§ Collected data entries:
+===+

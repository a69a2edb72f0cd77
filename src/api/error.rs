//! Error responses

use axum::{http::StatusCode, response::IntoResponse, response::Response, Json};
use serde::Serialize;
use tracing::warn;

use crate::error::TrackerError;

/// Error response body
#[derive(Debug, Serialize)]
pub struct ErrorResponse {
    pub error: String,
    pub kind: &'static str,
}

impl TrackerError {
    fn status(&self) -> StatusCode {
        match self {
            TrackerError::NotFound(_) => StatusCode::NOT_FOUND,
            TrackerError::InvalidState(_) => StatusCode::CONFLICT,
            TrackerError::InvalidInput(_) => StatusCode::BAD_REQUEST,
            TrackerError::Unauthorized(_) => StatusCode::FORBIDDEN,
            TrackerError::Storage(_) => StatusCode::INTERNAL_SERVER_ERROR,
        }
    }
}

impl IntoResponse for TrackerError {
    fn into_response(self) -> Response {
        let status = self.status();
        if status.is_server_error() {
            warn!("Request failed: {:#}", self);
        }
        (
            status,
            Json(ErrorResponse {
                error: self.to_string(),
                kind: self.kind(),
            }),
        )
            .into_response()
    }
}
//! Roll and round endpoints

use axum::{
    extract::{Path, Query, State},
    routing::{get, post},
    Json, Router,
};
use serde::{Deserialize, Serialize};

use super::{AppState, Scalar};
use crate::combat::{
    ActionKind, DieSize, PenaltyChoice, PenaltyState, ResolvedRoll, RollFlow, RollOutcome,
    RollRequest,
};
use crate::error::TrackerError;
use crate::permissions::Requester;

/// Build roll router
pub fn router() -> Router<AppState> {
    Router::new()
        .route("/roll/attack", post(attack))
        .route("/roll/attack/resume", post(resume_attack))
        .route("/roll/cast", post(cast))
        .route("/roll/check", post(check))
        .route("/round/next", post(next_round))
        .route("/penalties/{id}", get(penalties))
        .route("/penalties/{id}/reset", post(reset_penalties))
}

/// Attack or cast request
#[derive(Debug, Deserialize)]
pub struct RollBody {
    pub die1: Scalar,
    pub die2: Scalar,
    #[serde(default)]
    pub modifier: i64,
    /// Penalty chosen up front
    #[serde(default)]
    pub penalty: Option<String>,
}

impl RollBody {
    fn into_request(self) -> Result<RollRequest, TrackerError> {
        Ok(RollRequest {
            die1: self.die1.parse()?,
            die2: self.die2.parse()?,
            modifier: self.modifier,
            choice: self.penalty.as_deref().map(str::parse).transpose()?,
        })
    }
}

async fn attack(
    State(state): State<AppState>,
    requester: Requester,
    Json(body): Json<RollBody>,
) -> Result<Json<RollFlow>, TrackerError> {
    let req = body.into_request()?;
    Ok(Json(state.tracker.attack(&requester, req).await))
}

/// Answer to a penalty prompt
#[derive(Debug, Deserialize)]
pub struct ResumeBody {
    pub token: String,
    pub penalty: String,
}

async fn resume_attack(
    State(state): State<AppState>,
    requester: Requester,
    Json(body): Json<ResumeBody>,
) -> Result<Json<RollFlow>, TrackerError> {
    let choice: PenaltyChoice = body.penalty.parse()?;
    let roll = state
        .tracker
        .resume_attack(&requester, &body.token, choice)
        .await?;
    Ok(Json(RollFlow::Resolved(roll)))
}

async fn cast(
    State(state): State<AppState>,
    requester: Requester,
    Json(body): Json<RollBody>,
) -> Result<Json<ResolvedRoll>, TrackerError> {
    let req = body.into_request()?;
    Ok(Json(state.tracker.cast(&requester, req).await))
}

/// Skill check request
#[derive(Debug, Deserialize)]
pub struct CheckBody {
    pub die1: Scalar,
    pub die2: Scalar,
    pub gate: u32,
}

async fn check(
    State(state): State<AppState>,
    _requester: Requester,
    Json(body): Json<CheckBody>,
) -> Result<Json<RollOutcome>, TrackerError> {
    let die1: DieSize = body.die1.parse()?;
    let die2: DieSize = body.die2.parse()?;
    Ok(Json(state.tracker.check(die1, die2, body.gate).await))
}

#[derive(Debug, Serialize)]
pub struct NextRoundResponse {
    pub cleared: usize,
}

async fn next_round(
    State(state): State<AppState>,
    requester: Requester,
) -> Result<Json<NextRoundResponse>, TrackerError> {
    let cleared = state.tracker.next_round(&requester).await?;
    Ok(Json(NextRoundResponse { cleared }))
}

#[derive(Debug, Serialize)]
pub struct PenaltiesResponse {
    pub attack: PenaltyState,
    pub cast: PenaltyState,
}

async fn penalties(State(state): State<AppState>, Path(id): Path<String>) -> Json<PenaltiesResponse> {
    Json(PenaltiesResponse {
        attack: state.tracker.penalties(&id, ActionKind::Attack),
        cast: state.tracker.penalties(&id, ActionKind::Cast),
    })
}

#[derive(Debug, Deserialize)]
pub struct ResetQuery {
    pub kind: Option<String>,
}

#[derive(Debug, Serialize)]
pub struct ResetResponse {
    pub cleared: bool,
}

async fn reset_penalties(
    State(state): State<AppState>,
    requester: Requester,
    Path(id): Path<String>,
    Query(query): Query<ResetQuery>,
) -> Result<Json<ResetResponse>, TrackerError> {
    let kind: Option<ActionKind> = query.kind.as_deref().map(str::parse).transpose()?;
    let cleared = state.tracker.reset_penalties(&requester, &id, kind).await?;
    Ok(Json(ResetResponse { cleared }))
}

+===+

Quote each line above in full, word for word.

§ Final answer:
repository a69a2edb72f0cd77
filename src/api/error.rs
//! Error responses

use axum::{http::StatusCode, response::IntoResponse, response::Response, Json};
use serde::Serialize;
use tracing::warn;

use crate::error::TrackerError;

/// Error response body
#[derive(Debug, Serialize)]
pub struct ErrorResponse {
    pub error: String,
    pub kind: &'static str,
}

impl TrackerError {
    fn status(&self) -> StatusCode {
        match self {
            TrackerError::NotFound(_) => StatusCode::NOT_FOUND,
            TrackerError::InvalidState(_) => StatusCode::CONFLICT,
            TrackerError::InvalidInput(_) => StatusCode::BAD_REQUEST,
            TrackerError::Unauthorized(_) => StatusCode::FORBIDDEN,
            TrackerError::Storage(_) => StatusCode::INTERNAL_SERVER_ERROR,
        }
    }
}

impl IntoResponse for TrackerError {
    fn into_response(self) -> Response {
        let status = self.status();
        if status.is_server_error() {
            warn!("Request failed: {:#}", self);
        }
        (
            status,
            Json(ErrorResponse {
                error: self.to_string(),
                kind: self.kind(),
            }),
        )
            .into_response()
    }
}
//! Roll and round endpoints

use axum::{
    extract::{Path, Query, State},
    routing::{get, post},
    Json, Router,
};
use serde::{Deserialize, Serialize};

use super::{AppState, Scalar};
use crate::combat::{
    ActionKind, DieSize, PenaltyChoice, PenaltyState, ResolvedRoll, RollFlow, RollOutcome,
    RollRequest,
};
use crate::error::TrackerError;
use crate::permissions::Requester;

/// Build roll router
pub fn router() -> Router<AppState> {
    Router::new()
        .route("/roll/attack", post(attack))
        .route("/roll/attack/resume", post(resume_attack))
        .route("/roll/cast", post(cast))
        .route("/roll/check", post(check))
        .route("/round/next", post(next_round))
        .route("/penalties/{id}", get(penalties))
        .route("/penalties/{id}/reset", post(reset_penalties))
}

/// Attack or cast request
#[derive(Debug, Deserialize)]
pub struct RollBody {
    pub die1: Scalar,
    pub die2: Scalar,
    #[serde(default)]
    pub modifier: i64,
    /// Penalty chosen up front
    #[serde(default)]
    pub penalty: Option<String>,
}

impl RollBody {
    fn into_request(self) -> Result<RollRequest, TrackerError> {
        Ok(RollRequest {
            die1: self.die1.parse()?,
            die2: self.die2.parse()?,
            modifier: self.modifier,
            choice: self.penalty.as_deref().map(str::parse).transpose()?,
        })
    }
}

async fn attack(
    State(state): State<AppState>,
    requester: Requester,
    Json(body): Json<RollBody>,
) -> Result<Json<RollFlow>, TrackerError> {
    let req = body.into_request()?;
    Ok(Json(state.tracker.attack(&requester, req).await))
}

/// Answer to a penalty prompt
#[derive(Debug, Deserialize)]
pub struct ResumeBody {
    pub token: String,
    pub penalty: String,
}

async fn resume_attack(
    State(state): State<AppState>,
    requester: Requester,
    Json(body): Json<ResumeBody>,
) -> Result<Json<RollFlow>, TrackerError> {
    let choice: PenaltyChoice = body.penalty.parse()?;
    let roll = state
        .tracker
        .resume_attack(&requester, &body.token, choice)
        .await?;
    Ok(Json(RollFlow::Resolved(roll)))
}

async fn cast(
    State(state): State<AppState>,
    requester: Requester,
    Json(body): Json<RollBody>,
) -> Result<Json<ResolvedRoll>, TrackerError> {
    let req = body.into_request()?;
    Ok(Json(state.tracker.cast(&requester, req).await))
}

/// Skill check request
#[derive(Debug, Deserialize)]
pub struct CheckBody {
    pub die1: Scalar,
    pub die2: Scalar,
    pub gate: u32,
}

async fn check(
    State(state): State<AppState>,
    _requester: Requester,
    Json(body): Json<CheckBody>,
) -> Result<Json<RollOutcome>, TrackerError> {
    let die1: DieSize = body.die1.parse()?;
    let die2: DieSize = body.die2.parse()?;
    Ok(Json(state.tracker.check(die1, die2, body.gate).await))
}

#[derive(Debug, Serialize)]
pub struct NextRoundResponse {
    pub cleared: usize,
}

async fn next_round(
    State(state): State<AppState>,
    requester: Requester,
) -> Result<Json<NextRoundResponse>, TrackerError> {
    let cleared = state.tracker.next_round(&requester).await?;
    Ok(Json(NextRoundResponse { cleared }))
}

#[derive(Debug, Serialize)]
pub struct PenaltiesResponse {
    pub attack: PenaltyState,
    pub cast: PenaltyState,
}

async fn penalties(State(state): State<AppState>, Path(id): Path<String>) -> Json<PenaltiesResponse> {
    Json(PenaltiesResponse {
        attack: state.tracker.penalties(&id, ActionKind::Attack),
        cast: state.tracker.penalties(&id, ActionKind::Cast),
    })
}

#[derive(Debug, Deserialize)]
pub struct ResetQuery {
    pub kind: Option<String>,
}

#[derive(Debug, Serialize)]
pub struct ResetResponse {
    pub cleared: bool,
}

async fn reset_penalties(
    State(state): State<AppState>,
    requester: Requester,
    Path(id): Path<String>,
    Query(query): Query<ResetQuery>,
) -> Result<Json<ResetResponse>, TrackerError> {
    let kind: Option<ActionKind> = query.kind.as_deref().map(str::parse).transpose()?;
    let cleared = state.tracker.reset_penalties(&requester, &id, kind).await?;
    Ok(Json(ResetResponse { cleared }))
}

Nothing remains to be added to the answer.